If Carrie Lam’s mistake is bad political judgment, John Lee would not repeat that mistake as he is more unlikely to make his own political judgment.

…the political purge will likely continue and may further be extended to major social institutions in the name of counter-terrorism and counter-external forces…

You do not choose an ex-cop if you want someone who has his own ideas – just someone who snaps to attention and says ‘Yes sir!’ Looking at the public discontent in Shanghai, I can’t help wondering if Carrie Lam and her (non-ex-cop) colleagues countered Beijing officials’ insistence on a lockdown by warning of another 2019-style uprising if Hongkongers were forced to go through such a nightmare. Which brings us to…

Anne Stevenson-Yang in Forbes on China’s ‘governance implosion’

Even the 1989 Tiananmen uprising did not affect as many people as the Covid lockdowns.

…Venerable as they may be, the “theories” of General Secretary Xi do not cure COVID.

Unfortunately, rather than forcing the government to make the most obvious adjustment to the visible realities of the situation, the backlash is more likely to reinforce the Party’s sense of being under siege.

…The Party is locked down in its own self-made policy claims and propaganda. The botched lockdowns and flow of damaging videos and testimonials undermine Xi’s core messages: infallibility of the Party and total focus on the welfare of the people.

However, a CNN op-ed believes that Beijing will propagandize its way out of the mess…

…some argue that China has painted itself into a corner where it now needs to uphold its stringent policy, after reveling for two years in the success of “zero-Covid,” while scaremongering about the virus and generating broad support for the policy.

Huang puts it this way: “We should never underestimate the government capacity to redefine its narrative to sustain the public support. And we should never underestimate the people’s tolerance, even for policies that harm their interest.”

Given that the Chinese people have meekly absorbed disasters like the Great Leap Forward and the Cultural Revolution, I would guess the CNN prediction will be right. Blame it all on evil foreign forces.

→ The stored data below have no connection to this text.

// This Source Code Form is subject to the terms of the Mozilla Public
// License, v. 2.0. If a copy of the MPL was not distributed with this
// file, You can obtain one at https://mozilla.org/MPL/2.0/.

//! Cross-section profiles

use crate::error::{Error, Result};
use crate::polygon::Polygon;
use crate::transform::Transform;
use crate::triangulation::triangulate_planar;
use nalgebra::{Point3, Vector3};

/// Default flange and web thickness of an analytic wide flange, meters
pub const WIDE_FLANGE_THICKNESS: f64 = 0.01;

/// One outer polygon plus void polygons lying inside it on the same plane.
///
/// Void containment is a caller precondition and is not checked here.
#[derive(Debug, Clone, PartialEq)]
#[cfg_attr(feature = "serde", derive(serde::Serialize, serde::Deserialize))]
pub struct Profile {
    perimeter: Polygon,
    voids: Vec<Polygon>,
}

impl Profile {
    pub fn new(perimeter: Polygon, voids: Vec<Polygon>) -> Self {
        Self { perimeter, voids }
    }

    pub fn rectangle(width: f64, height: f64) -> Self {
        Polygon::rectangle(width, height).into()
    }

    /// Circle approximated by a regular polygon with `sides` vertices
    pub fn circle(radius: f64, sides: usize) -> Self {
        Polygon::circle(radius, sides).into()
    }

    /// Symmetric I-section centered on the origin. Thicknesses are clamped so
    /// flanges and web never overlap.
    pub fn wide_flange(
        width: f64,
        depth: f64,
        flange_thickness: f64,
        web_thickness: f64,
    ) -> Result<Self> {
        if width <= 0.0 || depth <= 0.0 {
            return Err(Error::InvalidProfile(format!(
                "Wide flange needs positive dimensions, got {} x {}",
                width, depth
            )));
        }

        let half_width = width / 2.0;
        let half_depth = depth / 2.0;
        let tf = flange_thickness.min(depth / 4.0);
        let half_web = web_thickness.min(width / 4.0) / 2.0;

        // Counter-clockwise from bottom-left
        let points = vec![
            // Bottom flange
            Point3::new(-half_width, -half_depth, 0.0),
            Point3::new(half_width, -half_depth, 0.0),
            Point3::new(half_width, -half_depth + tf, 0.0),
            // Right side of web
            Point3::new(half_web, -half_depth + tf, 0.0),
            Point3::new(half_web, half_depth - tf, 0.0),
            // Top flange
            Point3::new(half_width, half_depth - tf, 0.0),
            Point3::new(half_width, half_depth, 0.0),
            Point3::new(-half_width, half_depth, 0.0),
            Point3::new(-half_width, half_depth - tf, 0.0),
            // Left side of web
            Point3::new(-half_web, half_depth - tf, 0.0),
            Point3::new(-half_web, -half_depth + tf, 0.0),
            Point3::new(-half_width, -half_depth + tf, 0.0),
        ];

        Ok(Polygon::new(points)?.into())
    }

    #[inline]
    pub fn perimeter(&self) -> &Polygon {
        &self.perimeter
    }

    #[inline]
    pub fn voids(&self) -> &[Polygon] {
        &self.voids
    }

    /// Net area: perimeter minus voids
    pub fn area(&self) -> f64 {
        self.perimeter.area() - self.voids.iter().map(Polygon::area).sum::<f64>()
    }

    #[inline]
    pub fn normal(&self) -> Vector3<f64> {
        self.perimeter.normal()
    }

    /// Extents of the perimeter along X and Y
    pub fn size_xy(&self) -> (f64, f64) {
        let (min, max) = self.perimeter.bounds();
        (max.x - min.x, max.y - min.y)
    }

    /// Map every vertex of every polygon
    pub fn transformed(&self, transform: &Transform) -> Profile {
        Profile {
            perimeter: self.perimeter.transformed(transform),
            voids: self.voids.iter().map(|v| v.transformed(transform)).collect(),
        }
    }

    /// Triangles covering the profile, wound about the perimeter normal
    pub fn triangulate(&self) -> Result<Vec<[Point3<f64>; 3]>> {
        let holes: Vec<&[Point3<f64>]> = self.voids.iter().map(Polygon::vertices).collect();
        triangulate_planar(self.perimeter.vertices(), &holes)
    }
}

impl From<Polygon> for Profile {
    fn from(perimeter: Polygon) -> Self {
        Profile {
            perimeter,
            voids: Vec::new(),
        }
    }
}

Also Forbes on China’s apparent manipulation of Covid statistics…

Even sticking to [data officially reported by the Chinese government], obvious problems emerge. In some cases, the data is incomplete. In others, it is highly implausible. And some of what is reported cannot possibly be true. 

…One might wonder how China can claim a Covid mortality rate 30 times lower than Korea’s, 50 times lower than Singapore’s? Or 73 times lower than New Zealand’s (since April 2020)? 

…Tens of thousands of officially reported Covid cases throughout China (since April 2020) that have not resulted in a single death attributed to Covid? This is not possible, and not believable. China’s countermeasures, however extreme, have no effect on mortality once someone is infected. 

Interesting thread on the topic. A grim graphic of deaths in Shanghai from Covid-measures. And the BBC on deaths among the elderly.

(The latest word is that authorities in Shanghai are now admitting a handful of Covid fatalities.)

Even the SCMP’s laboriously pro-Beijing Canada-based Alex Lo finds fault

China’s zero-Covid success in the past two years is proving to be less than meets the eye. Its relentless and cruel application in Shanghai, the country’s richest city, is showing the world the ugly side of locking down millions. It is also looking increasingly pointless. 

The (probably paywalled) Economist’s intro to a story on Beijing’s zero-Covid fetish in Shanghai… 

It is often said that China’s government plans decades ahead, carefully playing the long game as democracies flip-flop and dither. But in Shanghai right now there is not much sign of strategic genius.

…The zero-covid policy has become a dead end from which the Communist Party has no quick exit.

It is one of a trio of problems faced by China this year, alongside a misfiring economy and the war in Ukraine. You may think they are unconnected, but China’s response to each has a common root: swagger and hubris in public, an obsession with control in private, and dubious results. Rather than being the product of statecraft with the Yellow Emperor’s time horizon, China’s actions reflect an authoritarian system under Xi Jinping that struggles to calibrate policy or admit when it is wrong

Beijing’s gullible apologists have long pushed the idea of Chinese leadership’s profound mystical oriental wisdom and ultra-long-term thinking in dimensions beyond barbarians’ comprehension. Others have known for decades – they’re making it up as they go along.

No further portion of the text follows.